In [1]:
print("Telugu@NLP")

Telugu@NLP


In [2]:
import conllu

# Function to load and parse a CoNLL-U file
def load_conllu_data(file_path):
    with open(file_path, 'r', encoding='utf-8') as f:
        data = conllu.parse(f.read())
    return data

# Load the train, dev, and test files
train_data = load_conllu_data('UD_Telugu_English-TECT-master/qte_tect-ud-train.conllu')
test_data = load_conllu_data('UD_Telugu_English-TECT-master/qte_tect-ud-train.conllu')

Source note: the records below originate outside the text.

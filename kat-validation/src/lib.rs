#![deny(unsafe_code)]
#![allow(missing_docs)]
#![warn(clippy::unwrap_used)]
#![deny(clippy::panic)]

//! Hash KAT Validation
//!
//! Known-answer test harness for streaming hash engines. Ships the KU Leuven
//! RIPEMD-160 vectors and drives them through both the streaming and the
//! one-shot engine API.
//!
//! ## Modules
//!
//! - **hash_kat**: vectors, engine seam, driver, comparator and runner
//! - **config**: harness configuration
//! - **logging**: tracing subscriber setup

pub mod config;
pub mod hash_kat;
pub mod logging;

pub use config::HarnessConfig;
pub use hash_kat::{
    DigestType, ExecutionMode, ExpectedResult, HashKatError, HashVector, KatRunner, KatSummary,
    KatTestResult, TestCase, TestRegistry, VectorExecutor, VectorInput,
};
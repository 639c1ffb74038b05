#![deny(unsafe_code)]
#![warn(clippy::unwrap_used)]
#![deny(clippy::panic)]

//! Fixed-capacity scratch buffers shared by consecutive test cases.

use super::HashKatError;
use zeroize::Zeroize;

/// Default input buffer capacity in bytes
pub const INPUT_BUF_SIZE: usize = 4125;
/// Default output and expected-output buffer capacity in bytes
pub const OUTPUT_BUF_SIZE: usize = 64;

/// Input, output and expected-output buffers owned by one executor
///
/// Every test starts with [`ScratchBuffers::clear`], so nothing a previous
/// vector wrote can leak into the next comparison.
pub struct ScratchBuffers {
    input: Vec<u8>,
    output: Vec<u8>,
    expected_output: Vec<u8>,
}

impl ScratchBuffers {
    /// Allocate zeroed buffers of the given capacities
    #[must_use]
    pub fn new(input_capacity: usize, output_capacity: usize) -> Self {
        Self {
            input: vec![0u8; input_capacity],
            output: vec![0u8; output_capacity],
            expected_output: vec![0u8; output_capacity],
        }
    }

    /// Zero all three buffers
    pub fn clear(&mut self) {
        // zeroize() on a Vec also truncates it, so wipe the slices instead
        self.input.as_mut_slice().zeroize();
        self.output.as_mut_slice().zeroize();
        self.expected_output.as_mut_slice().zeroize();
    }

    #[must_use]
    pub fn input(&self) -> &[u8] {
        &self.input
    }

    pub fn input_mut(&mut self) -> &mut [u8] {
        &mut self.input
    }

    #[must_use]
    pub fn output(&self) -> &[u8] {
        &self.output
    }

    pub fn output_mut(&mut self) -> &mut [u8] {
        &mut self.output
    }

    #[must_use]
    pub fn expected_output(&self) -> &[u8] {
        &self.expected_output
    }

    pub fn expected_output_mut(&mut self) -> &mut [u8] {
        &mut self.expected_output
    }

    /// Copy `chunk` into the front of the input buffer
    ///
    /// # Errors
    ///
    /// Returns `HashKatError::BufferTooSmall` if `chunk` exceeds the input capacity.
    pub fn load_input(&mut self, chunk: &[u8]) -> Result<(), HashKatError> {
        let capacity = self.input.len();
        let dst = self
            .input
            .get_mut(..chunk.len())
            .ok_or(HashKatError::BufferTooSmall { needed: chunk.len(), capacity })?;
        dst.copy_from_slice(chunk);
        Ok(())
    }

    /// Split borrow of the input (read) and output (write) buffers
    pub fn io_mut(&mut self) -> (&[u8], &mut [u8]) {
        (&self.input, &mut self.output)
    }
}

impl Default for ScratchBuffers {
    fn default() -> Self {
        Self::new(INPUT_BUF_SIZE, OUTPUT_BUF_SIZE)
    }
}

impl Drop for ScratchBuffers {
    fn drop(&mut self) {
        self.clear();
    }
}
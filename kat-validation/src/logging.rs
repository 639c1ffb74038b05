//! # Harness Logging
//!
//! Installs the global `tracing` subscriber used by the KAT runner.
//! Verbosity follows `RUST_LOG` when set.
//!
//! ## Usage
//!
//! ```rust,no_run
//! use kat_validation::logging::init_tracing;
//!
//! // Sets the global subscriber; call once per process
//! init_tracing("kat_validation=info").expect("Failed to init tracing");
//! tracing::info!("harness ready");
//! ```

use tracing::info;
use tracing_subscriber::{EnvFilter, layer::SubscriberExt, util::SubscriberInitExt};

/// Default filter directive when `RUST_LOG` is unset
pub const DEFAULT_FILTER: &str = "kat_validation=info";

/// Initialize the tracing subscriber
///
/// `default_filter` applies only when `RUST_LOG` is absent or unparsable.
///
/// # Errors
///
/// Returns an error if a global subscriber is already installed.
pub fn init_tracing(default_filter: &str) -> Result<(), Box<dyn std::error::Error + Send + Sync>> {
    let filter =
        EnvFilter::try_from_default_env().unwrap_or_else(|_| EnvFilter::new(default_filter));

    let subscriber = tracing_subscriber::registry().with(filter).with(
        tracing_subscriber::fmt::layer()
            .with_target(false)
            .with_thread_ids(false)
            .with_thread_names(false)
            .compact(),
    );

    subscriber.try_init()?;

    info!("KAT harness logging initialized");
    Ok(())
}

#[cfg(test)]
mod tests {
    use super::*;

    #[test]
    fn test_second_init_fails() {
        // The first call may lose to another test that already installed one
        let _ = init_tracing(DEFAULT_FILTER);
        assert!(init_tracing(DEFAULT_FILTER).is_err());
    }
}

# Example: Print words and POS tags for the first sentence in the train data
for sentence in train_data[:1]:  # Iterate over the first sentence
    words = [token['form'] for token in sentence]
    pos_tags = [token['upostag'] for token in sentence]
    print("Words:", words)
    print("POS Tags:", pos_tags)


Words: ['hello', 'lights', 'dim', 'cēyaṇḍi']
POS Tags: ['NOUN', 'NOUN', 'VERB', 'VERB']


In [3]:
from collections import defaultdict

# Function to extract sentences and POS tags
def extract_sentences_and_tags(data):
    sentences = []
    pos_tags = []
    for sentence in data:
        words = [token['form'].lower() for token in sentence]  # Convert to lowercase
        tags = [token['upostag'] for token in sentence]
        sentences.append(words)
        pos_tags.append(tags)
    return sentences, pos_tags

# Extract words and POS tags from each dataset
train_sentences, train_pos_tags = extract_sentences_and_tags(train_data)
test_sentences, test_pos_tags = extract_sentences_and_tags(test_data)


In [4]:

# Build word vocabulary with an <UNK> token
word_vocab = defaultdict(lambda: len(word_vocab))  # Assigns unique IDs
word_vocab["<PAD>"] = 0  # Padding token
word_vocab["<UNK>"] = 1  # Unknown words

# Build POS vocabulary
pos_vocab = defaultdict(lambda: len(pos_vocab))  # Assigns unique IDs
pos_vocab["<PAD>"] = 0  # Padding token

# Populate vocabularies using training data only
for sentence, tags in zip(train_sentences, train_pos_tags):
    for word in sentence:
        _ = word_vocab[word]  # Assign ID if not already present
    for tag in tags:
        _ = pos_vocab[tag]  # Assign ID if not already present

# Convert words and POS tags to IDs
def convert_to_ids(sentences, pos_tags, word_vocab, pos_vocab):
    encoded_sentences = [[word_vocab.get(word, word_vocab["<UNK>"]) for word in sent] for sent in sentences]
    encoded_pos_tags = [[pos_vocab[tag] for tag in tags] for tags in pos_tags]
    return encoded_sentences, encoded_pos_tags

# Convert datasets to numerical form
train_sentences_ids, train_pos_tags_ids = convert_to_ids(train_sentences, train_pos_tags, word_vocab, pos_vocab)
# dev_sentences_ids, dev_pos_tags_ids = convert_to_ids(dev_sentences, dev_pos_tags, word_vocab, pos_vocab)
test_sentences_ids, test_pos_tags_ids = convert_to_ids(test_sentences, test_pos_tags, word_vocab, pos_vocab)

# Print sample output
print("Sample Encoded Sentence:", train_sentences_ids[1])
print("Sample Encoded POS Tags:", train_pos_tags_ids[1])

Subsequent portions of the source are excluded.